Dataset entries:

▽

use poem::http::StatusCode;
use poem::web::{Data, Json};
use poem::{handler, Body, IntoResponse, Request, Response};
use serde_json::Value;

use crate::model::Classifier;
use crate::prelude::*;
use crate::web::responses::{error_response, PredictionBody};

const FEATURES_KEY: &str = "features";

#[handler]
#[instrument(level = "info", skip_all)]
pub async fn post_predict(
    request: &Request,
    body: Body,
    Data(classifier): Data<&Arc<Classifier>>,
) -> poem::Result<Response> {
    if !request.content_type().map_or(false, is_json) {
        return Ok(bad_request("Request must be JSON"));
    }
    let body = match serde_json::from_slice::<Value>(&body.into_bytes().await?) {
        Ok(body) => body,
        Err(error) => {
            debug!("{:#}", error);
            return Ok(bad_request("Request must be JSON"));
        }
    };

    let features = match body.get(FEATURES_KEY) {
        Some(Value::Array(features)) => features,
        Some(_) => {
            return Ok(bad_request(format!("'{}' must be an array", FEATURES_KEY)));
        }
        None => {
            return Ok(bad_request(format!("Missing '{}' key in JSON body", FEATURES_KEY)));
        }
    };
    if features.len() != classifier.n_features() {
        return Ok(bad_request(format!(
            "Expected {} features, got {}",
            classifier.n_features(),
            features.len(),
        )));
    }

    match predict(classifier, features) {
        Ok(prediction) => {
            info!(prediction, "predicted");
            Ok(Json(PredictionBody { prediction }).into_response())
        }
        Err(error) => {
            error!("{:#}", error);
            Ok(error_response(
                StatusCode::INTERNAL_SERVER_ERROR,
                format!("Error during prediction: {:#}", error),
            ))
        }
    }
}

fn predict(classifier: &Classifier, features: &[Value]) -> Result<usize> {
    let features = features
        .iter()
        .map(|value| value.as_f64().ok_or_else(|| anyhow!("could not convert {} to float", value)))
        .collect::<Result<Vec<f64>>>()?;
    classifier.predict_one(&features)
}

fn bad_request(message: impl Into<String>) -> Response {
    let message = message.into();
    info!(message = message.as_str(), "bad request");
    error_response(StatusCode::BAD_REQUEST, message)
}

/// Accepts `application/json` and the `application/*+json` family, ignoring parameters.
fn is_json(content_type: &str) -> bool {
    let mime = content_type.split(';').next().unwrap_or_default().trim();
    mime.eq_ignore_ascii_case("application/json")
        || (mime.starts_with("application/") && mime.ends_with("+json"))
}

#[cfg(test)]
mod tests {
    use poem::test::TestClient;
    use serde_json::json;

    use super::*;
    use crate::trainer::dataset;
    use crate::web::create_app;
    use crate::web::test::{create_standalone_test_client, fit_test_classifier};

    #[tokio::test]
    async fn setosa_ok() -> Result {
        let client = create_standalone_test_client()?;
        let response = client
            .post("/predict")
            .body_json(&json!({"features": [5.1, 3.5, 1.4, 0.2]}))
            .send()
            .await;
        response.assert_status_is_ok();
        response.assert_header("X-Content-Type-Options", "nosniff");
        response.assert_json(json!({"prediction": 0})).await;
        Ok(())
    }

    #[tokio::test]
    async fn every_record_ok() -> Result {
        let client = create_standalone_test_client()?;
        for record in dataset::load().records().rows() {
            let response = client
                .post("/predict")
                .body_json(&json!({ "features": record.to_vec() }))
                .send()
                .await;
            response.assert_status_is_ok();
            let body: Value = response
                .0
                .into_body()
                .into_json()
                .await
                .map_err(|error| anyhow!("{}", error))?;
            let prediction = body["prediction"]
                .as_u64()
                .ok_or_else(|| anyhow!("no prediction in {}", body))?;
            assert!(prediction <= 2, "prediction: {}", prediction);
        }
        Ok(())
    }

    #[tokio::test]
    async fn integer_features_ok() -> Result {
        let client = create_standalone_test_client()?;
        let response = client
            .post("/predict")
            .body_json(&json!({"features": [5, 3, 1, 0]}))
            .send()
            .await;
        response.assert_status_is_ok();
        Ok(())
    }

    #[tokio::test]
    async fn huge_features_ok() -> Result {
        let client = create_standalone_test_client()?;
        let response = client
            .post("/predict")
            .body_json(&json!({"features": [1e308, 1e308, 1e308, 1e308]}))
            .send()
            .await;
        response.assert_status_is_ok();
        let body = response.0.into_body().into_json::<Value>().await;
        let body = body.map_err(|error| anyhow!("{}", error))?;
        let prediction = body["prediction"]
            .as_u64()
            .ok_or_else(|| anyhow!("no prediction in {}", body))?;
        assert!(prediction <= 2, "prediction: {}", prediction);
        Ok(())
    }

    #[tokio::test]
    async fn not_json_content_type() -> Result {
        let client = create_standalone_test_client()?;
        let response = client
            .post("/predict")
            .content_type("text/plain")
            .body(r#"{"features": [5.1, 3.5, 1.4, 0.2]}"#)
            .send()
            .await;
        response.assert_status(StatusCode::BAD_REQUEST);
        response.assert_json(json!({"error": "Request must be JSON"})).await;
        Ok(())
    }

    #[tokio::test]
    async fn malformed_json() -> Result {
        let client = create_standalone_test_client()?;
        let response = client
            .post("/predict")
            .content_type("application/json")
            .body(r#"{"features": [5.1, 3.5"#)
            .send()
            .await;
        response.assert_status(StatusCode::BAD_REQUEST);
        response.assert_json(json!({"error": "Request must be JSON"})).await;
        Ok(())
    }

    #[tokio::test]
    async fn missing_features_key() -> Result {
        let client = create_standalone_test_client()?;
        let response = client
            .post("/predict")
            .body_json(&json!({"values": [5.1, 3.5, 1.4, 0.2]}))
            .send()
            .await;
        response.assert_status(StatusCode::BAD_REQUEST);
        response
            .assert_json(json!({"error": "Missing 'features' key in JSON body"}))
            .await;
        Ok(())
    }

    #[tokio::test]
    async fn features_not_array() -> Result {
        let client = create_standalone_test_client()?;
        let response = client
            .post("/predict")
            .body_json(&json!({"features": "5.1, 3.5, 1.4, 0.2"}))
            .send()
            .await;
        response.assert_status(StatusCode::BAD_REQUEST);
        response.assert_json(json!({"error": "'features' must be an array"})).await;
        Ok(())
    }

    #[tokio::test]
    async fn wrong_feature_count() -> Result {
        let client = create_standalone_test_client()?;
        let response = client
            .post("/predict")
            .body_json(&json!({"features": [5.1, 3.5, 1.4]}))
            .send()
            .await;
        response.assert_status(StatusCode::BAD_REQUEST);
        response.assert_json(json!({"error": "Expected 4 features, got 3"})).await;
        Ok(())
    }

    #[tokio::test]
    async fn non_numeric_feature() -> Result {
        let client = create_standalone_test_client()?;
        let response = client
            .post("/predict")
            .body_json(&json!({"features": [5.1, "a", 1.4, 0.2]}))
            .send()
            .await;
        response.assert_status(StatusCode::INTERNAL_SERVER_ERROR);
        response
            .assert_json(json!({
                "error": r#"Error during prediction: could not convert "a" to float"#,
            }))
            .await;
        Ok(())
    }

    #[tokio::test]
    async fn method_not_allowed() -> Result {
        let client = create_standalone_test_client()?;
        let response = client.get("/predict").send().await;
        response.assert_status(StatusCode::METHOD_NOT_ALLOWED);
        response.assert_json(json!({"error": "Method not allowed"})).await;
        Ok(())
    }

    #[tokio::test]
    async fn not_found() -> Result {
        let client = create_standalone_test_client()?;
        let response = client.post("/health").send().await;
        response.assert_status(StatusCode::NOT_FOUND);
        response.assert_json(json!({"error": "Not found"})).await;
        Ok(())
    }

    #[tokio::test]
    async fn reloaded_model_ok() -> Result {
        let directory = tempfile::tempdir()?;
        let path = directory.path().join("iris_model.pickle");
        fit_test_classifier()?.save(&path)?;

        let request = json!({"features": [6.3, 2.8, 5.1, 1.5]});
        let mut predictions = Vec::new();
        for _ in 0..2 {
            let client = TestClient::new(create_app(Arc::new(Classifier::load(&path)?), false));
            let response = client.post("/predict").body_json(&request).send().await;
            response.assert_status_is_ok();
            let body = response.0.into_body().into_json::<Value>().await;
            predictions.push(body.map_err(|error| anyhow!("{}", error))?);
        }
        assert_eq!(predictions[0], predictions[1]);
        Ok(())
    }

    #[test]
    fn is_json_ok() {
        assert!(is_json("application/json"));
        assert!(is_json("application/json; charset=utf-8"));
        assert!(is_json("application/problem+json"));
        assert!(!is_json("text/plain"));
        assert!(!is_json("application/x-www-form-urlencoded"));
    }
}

△

Number of lines in the records above holding the word "float": state it and nothing else.

**YOUR RESPONSE**.
2